With the New Deal, Congress enacted the Fair Labor Standards Act (FLSA) establishing a federal minimum wage, guaranteeing overtime pay and prohibition of child labor for children under 16 years of age. This law was to apply to all industries except one – AGRICULTURE. Today, eighty years later, the agony, injustice and cruelty of brutal child labor continues to go on in America’s industrial farms.

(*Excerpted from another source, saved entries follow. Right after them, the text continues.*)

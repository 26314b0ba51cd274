//! Network registry lookup.
//!
//! The registry answers `POST <registry_url>/lookup` with the subscriber's
//! published keys. Cache entries are keyed by the composite
//! `subscriberId|uniqueKeyId`, which is how the network itself names a key.

use ed25519_dalek::VerifyingKey;
use futures_util::future::BoxFuture;
use serde::{Deserialize, Serialize};
use std::sync::Arc;
use url::Url;

use crate::keys::{KeyCache, KeyError, KeySource, PublicKeyResolver};
use crate::signing::identity::decode_verifying_key;

/// Path of the lookup endpoint on the registry.
pub const LOOKUP_PATH: &str = "/lookup";

#[derive(Debug, Clone, Serialize)]
pub struct LookupRequest<'a> {
    pub subscriber_id: &'a str,
    #[serde(rename = "ukId")]
    pub unique_key_id: &'a str,
}

/// The part of a registry record we use.
#[derive(Debug, Clone, Deserialize)]
pub struct SubscriberRecord {
    pub subscriber_id: String,
    #[serde(rename = "ukId")]
    pub unique_key_id: String,
    pub signing_public_key: String,
}

/// Cache key for a subscriber's key.
pub fn composite_key_id(subscriber_id: &str, unique_key_id: &str) -> String {
    format!("{}|{}", subscriber_id, unique_key_id)
}

/// `KeySource` over the registry. Expects composite key ids.
#[derive(Debug, Clone)]
pub struct RegistryKeySource {
    client: reqwest::Client,
    url: Url,
}

impl RegistryKeySource {
    pub fn new(client: reqwest::Client, registry_url: &Url) -> Result<Self, url::ParseError> {
        Ok(Self {
            client,
            url: registry_url.join(LOOKUP_PATH.trim_start_matches('/'))?,
        })
    }

    pub fn url(&self) -> &Url {
        &self.url
    }

    async fn lookup(&self, key_id: &str) -> Result<Option<VerifyingKey>, KeyError> {
        let (subscriber_id, unique_key_id) = key_id
            .split_once('|')
            .filter(|(s, k)| !s.is_empty() && !k.is_empty())
            .ok_or_else(|| KeyError::InvalidKeyId(key_id.to_string()))?;

        let response = self
            .client
            .post(self.url.clone())
            .json(&LookupRequest {
                subscriber_id,
                unique_key_id,
            })
            .send()
            .await
            .map_err(|e| KeyError::Transport(e.to_string()))?;

        let status = response.status();
        if !status.is_success() {
            return Err(KeyError::Status(status.as_u16()));
        }

        let records: Vec<SubscriberRecord> = response
            .json()
            .await
            .map_err(|e| KeyError::Decode(e.to_string()))?;

        let record = records
            .into_iter()
            .find(|r| r.subscriber_id == subscriber_id && r.unique_key_id == unique_key_id);

        match record {
            Some(record) => decode_verifying_key(&record.signing_public_key)
                .map(Some)
                .map_err(|e| KeyError::Decode(e.to_string())),
            None => Ok(None),
        }
    }
}

impl KeySource for RegistryKeySource {
    fn fetch<'a>(&'a self, key_id: &'a str) -> BoxFuture<'a, Result<Option<VerifyingKey>, KeyError>> {
        Box::pin(self.lookup(key_id))
    }
}

/// Verifier-facing resolver backed by the registry cache.
pub struct RegistryResolver {
    cache: Arc<KeyCache>,
}

impl RegistryResolver {
    pub fn new(cache: Arc<KeyCache>) -> Self {
        Self { cache }
    }
}

impl PublicKeyResolver for RegistryResolver {
    fn resolve<'a>(
        &'a self,
        subscriber_id: &'a str,
        key_id: &'a str,
    ) -> BoxFuture<'a, Result<Option<VerifyingKey>, KeyError>> {
        Box::pin(async move {
            let composite = composite_key_id(subscriber_id, key_id);
            Ok(self.cache.get_public_key(&composite).await)
        })
    }
}
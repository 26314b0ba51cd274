//! Internal caller tokens.
//!
//! The settlement service proves who it is by sending, in `x-signature`, a
//! hex-encoded Ed25519 *signed message*: the 64-byte signature followed by the
//! message itself. The message must be SHA-256 of `subscriberId|subscriberUri`,
//! so a token is bound to one proxy deployment rather than to a request body.

use ed25519_dalek::{Signature, Signer as _, SigningKey, Verifier as _, VerifyingKey, SIGNATURE_LENGTH};
use sha2::{Digest, Sha256};
use subtle::ConstantTimeEq;

use crate::signing::error::AuthError;

/// SHA-256 of `subscriber_id|subscriber_uri`.
pub fn reference_message(subscriber_id: &str, subscriber_uri: &str) -> [u8; 32] {
    let mut hasher = Sha256::new();
    hasher.update(subscriber_id.as_bytes());
    hasher.update(b"|");
    hasher.update(subscriber_uri.as_bytes());
    hasher.finalize().into()
}

/// Issue a token for a deployment. Used by tooling and tests.
pub fn issue_token(signing_key: &SigningKey, subscriber_id: &str, subscriber_uri: &str) -> String {
    let message = reference_message(subscriber_id, subscriber_uri);
    let signature = signing_key.sign(&message);

    let mut signed = Vec::with_capacity(SIGNATURE_LENGTH + message.len());
    signed.extend_from_slice(&signature.to_bytes());
    signed.extend_from_slice(&message);
    hex::encode(signed)
}

/// Checks caller tokens against one deployment's reference message.
#[derive(Debug, Clone)]
pub struct CallerAuthenticator {
    reference: [u8; 32],
}

impl CallerAuthenticator {
    pub fn new(subscriber_id: &str, subscriber_uri: &str) -> Self {
        Self {
            reference: reference_message(subscriber_id, subscriber_uri),
        }
    }

    /// Open `token` with `key` and compare its message with the reference.
    pub fn verify(&self, token: &str, key: &VerifyingKey) -> Result<(), AuthError> {
        let signed = hex::decode(token.trim())
            .map_err(|e| AuthError::BadEncoding(format!("caller token: {}", e)))?;
        if signed.len() < SIGNATURE_LENGTH {
            return Err(AuthError::BadEncoding(format!(
                "caller token is {} bytes",
                signed.len()
            )));
        }

        let (signature, message) = signed.split_at(SIGNATURE_LENGTH);
        let signature = Signature::from_slice(signature)
            .map_err(|e| AuthError::BadEncoding(format!("caller signature: {}", e)))?;
        key.verify(message, &signature)
            .map_err(|_| AuthError::SignatureMismatch)?;

        if bool::from(message.ct_eq(&self.reference)) {
            Ok(())
        } else {
            Err(AuthError::ReferenceMismatch)
        }
    }
}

Thanks be to God for Public Citizen, an organization founded in 1971 by Ralph Nader. This fine group continues to lead a difficult struggle to eliminate the evil and shame of child labor in American life. Testifying before Congressional committees, Public Citizen has stated unequivocally that, “Child labor should be abolished but if it is to remain legal, it should be restricted to only the safest jobs and tasks. Permitting children under the age of 16 to work for below minimum wage pay, often for 12 or more continuous hours, in dangerous conditions, harks back to the early days of the Industrial Revolution when children worked in perilous factory jobs for slave wages, a chapter in American history most thought was long gone, but which is alive and well on industrial farms across the country.”

When you are eating your strawberries or holding a beautiful tomato in your hand, you may wonder if it had been picked by an 11-year-old boy who had already been working nine hours when he picked yours.